— Task to carry out —
Each line holding the string "decimals" is to be copied from the data.

— Input material —
'''

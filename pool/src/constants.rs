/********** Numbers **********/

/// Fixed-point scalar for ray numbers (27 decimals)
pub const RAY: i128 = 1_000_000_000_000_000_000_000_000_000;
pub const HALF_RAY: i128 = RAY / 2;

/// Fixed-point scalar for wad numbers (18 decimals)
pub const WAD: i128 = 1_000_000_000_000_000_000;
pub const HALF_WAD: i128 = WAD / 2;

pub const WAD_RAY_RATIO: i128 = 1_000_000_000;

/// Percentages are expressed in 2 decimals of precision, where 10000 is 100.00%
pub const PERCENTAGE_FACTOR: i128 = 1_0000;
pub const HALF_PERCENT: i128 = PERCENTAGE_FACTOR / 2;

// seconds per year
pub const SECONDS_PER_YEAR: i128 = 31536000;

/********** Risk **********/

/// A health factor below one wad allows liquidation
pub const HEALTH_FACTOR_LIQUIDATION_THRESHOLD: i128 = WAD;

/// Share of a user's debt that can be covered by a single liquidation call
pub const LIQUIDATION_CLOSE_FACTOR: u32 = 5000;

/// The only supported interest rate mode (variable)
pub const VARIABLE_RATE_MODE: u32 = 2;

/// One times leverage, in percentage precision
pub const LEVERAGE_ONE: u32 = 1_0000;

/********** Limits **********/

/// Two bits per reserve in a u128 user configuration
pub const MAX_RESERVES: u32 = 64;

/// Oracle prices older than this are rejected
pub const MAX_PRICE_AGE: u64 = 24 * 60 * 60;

'''
'''

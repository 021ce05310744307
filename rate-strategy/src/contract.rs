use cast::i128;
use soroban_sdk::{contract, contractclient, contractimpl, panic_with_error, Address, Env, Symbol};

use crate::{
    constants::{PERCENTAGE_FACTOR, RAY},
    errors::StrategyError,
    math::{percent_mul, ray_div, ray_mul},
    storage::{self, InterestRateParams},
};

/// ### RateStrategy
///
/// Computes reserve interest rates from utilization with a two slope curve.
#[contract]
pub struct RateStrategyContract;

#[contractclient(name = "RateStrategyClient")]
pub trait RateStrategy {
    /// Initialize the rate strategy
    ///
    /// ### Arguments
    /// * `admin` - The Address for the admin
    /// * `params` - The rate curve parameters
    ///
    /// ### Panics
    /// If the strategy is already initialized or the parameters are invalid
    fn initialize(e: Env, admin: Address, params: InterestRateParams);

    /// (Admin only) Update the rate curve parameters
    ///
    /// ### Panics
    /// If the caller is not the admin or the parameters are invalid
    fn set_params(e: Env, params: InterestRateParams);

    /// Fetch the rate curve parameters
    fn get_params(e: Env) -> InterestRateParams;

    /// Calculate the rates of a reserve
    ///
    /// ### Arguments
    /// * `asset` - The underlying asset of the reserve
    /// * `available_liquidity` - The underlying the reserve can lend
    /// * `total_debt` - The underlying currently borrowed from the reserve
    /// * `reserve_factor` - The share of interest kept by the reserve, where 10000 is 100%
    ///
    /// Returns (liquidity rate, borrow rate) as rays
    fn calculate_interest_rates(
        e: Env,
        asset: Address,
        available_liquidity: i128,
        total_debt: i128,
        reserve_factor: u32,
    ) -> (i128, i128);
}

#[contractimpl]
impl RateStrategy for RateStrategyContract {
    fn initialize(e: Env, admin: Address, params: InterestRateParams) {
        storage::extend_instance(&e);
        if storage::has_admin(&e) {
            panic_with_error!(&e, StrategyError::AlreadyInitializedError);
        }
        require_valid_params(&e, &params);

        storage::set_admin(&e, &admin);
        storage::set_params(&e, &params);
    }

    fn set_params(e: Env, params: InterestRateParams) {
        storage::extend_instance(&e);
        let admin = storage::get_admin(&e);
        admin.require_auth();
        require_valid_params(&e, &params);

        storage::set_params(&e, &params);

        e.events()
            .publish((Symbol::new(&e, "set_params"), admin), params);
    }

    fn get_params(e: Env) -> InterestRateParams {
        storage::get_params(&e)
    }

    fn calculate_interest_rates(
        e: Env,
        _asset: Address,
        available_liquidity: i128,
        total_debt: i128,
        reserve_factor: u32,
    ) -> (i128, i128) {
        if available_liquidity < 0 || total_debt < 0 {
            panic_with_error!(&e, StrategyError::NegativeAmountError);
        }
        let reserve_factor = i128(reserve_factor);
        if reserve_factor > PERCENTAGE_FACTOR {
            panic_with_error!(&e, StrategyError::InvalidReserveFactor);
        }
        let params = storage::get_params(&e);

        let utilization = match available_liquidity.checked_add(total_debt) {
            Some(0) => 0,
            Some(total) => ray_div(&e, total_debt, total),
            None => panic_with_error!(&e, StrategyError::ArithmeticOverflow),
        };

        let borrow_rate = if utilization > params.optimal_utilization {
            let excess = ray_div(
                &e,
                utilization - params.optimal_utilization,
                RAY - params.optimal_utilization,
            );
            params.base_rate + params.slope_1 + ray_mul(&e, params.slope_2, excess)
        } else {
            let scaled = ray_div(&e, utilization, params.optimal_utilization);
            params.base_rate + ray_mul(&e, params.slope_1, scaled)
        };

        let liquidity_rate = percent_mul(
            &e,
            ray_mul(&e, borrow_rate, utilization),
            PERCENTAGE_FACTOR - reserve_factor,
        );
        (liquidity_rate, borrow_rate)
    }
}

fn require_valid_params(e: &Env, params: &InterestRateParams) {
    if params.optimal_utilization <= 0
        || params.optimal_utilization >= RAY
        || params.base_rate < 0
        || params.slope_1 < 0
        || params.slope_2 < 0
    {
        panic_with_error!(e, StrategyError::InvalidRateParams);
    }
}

'''
'''

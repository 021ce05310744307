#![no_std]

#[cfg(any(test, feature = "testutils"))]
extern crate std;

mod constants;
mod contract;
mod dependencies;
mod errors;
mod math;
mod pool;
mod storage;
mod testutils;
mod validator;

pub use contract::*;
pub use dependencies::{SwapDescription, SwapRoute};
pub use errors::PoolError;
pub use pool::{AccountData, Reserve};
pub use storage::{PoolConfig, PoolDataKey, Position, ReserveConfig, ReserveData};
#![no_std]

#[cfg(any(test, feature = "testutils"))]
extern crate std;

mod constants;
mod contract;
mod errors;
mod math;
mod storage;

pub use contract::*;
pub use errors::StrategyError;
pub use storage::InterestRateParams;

'''

— Output of the task —
/// Fixed-point scalar for ray numbers (27 decimals)
/// Fixed-point scalar for wad numbers (18 decimals)
/// Percentages are expressed in 2 decimals of precision, where 10000 is 100.00%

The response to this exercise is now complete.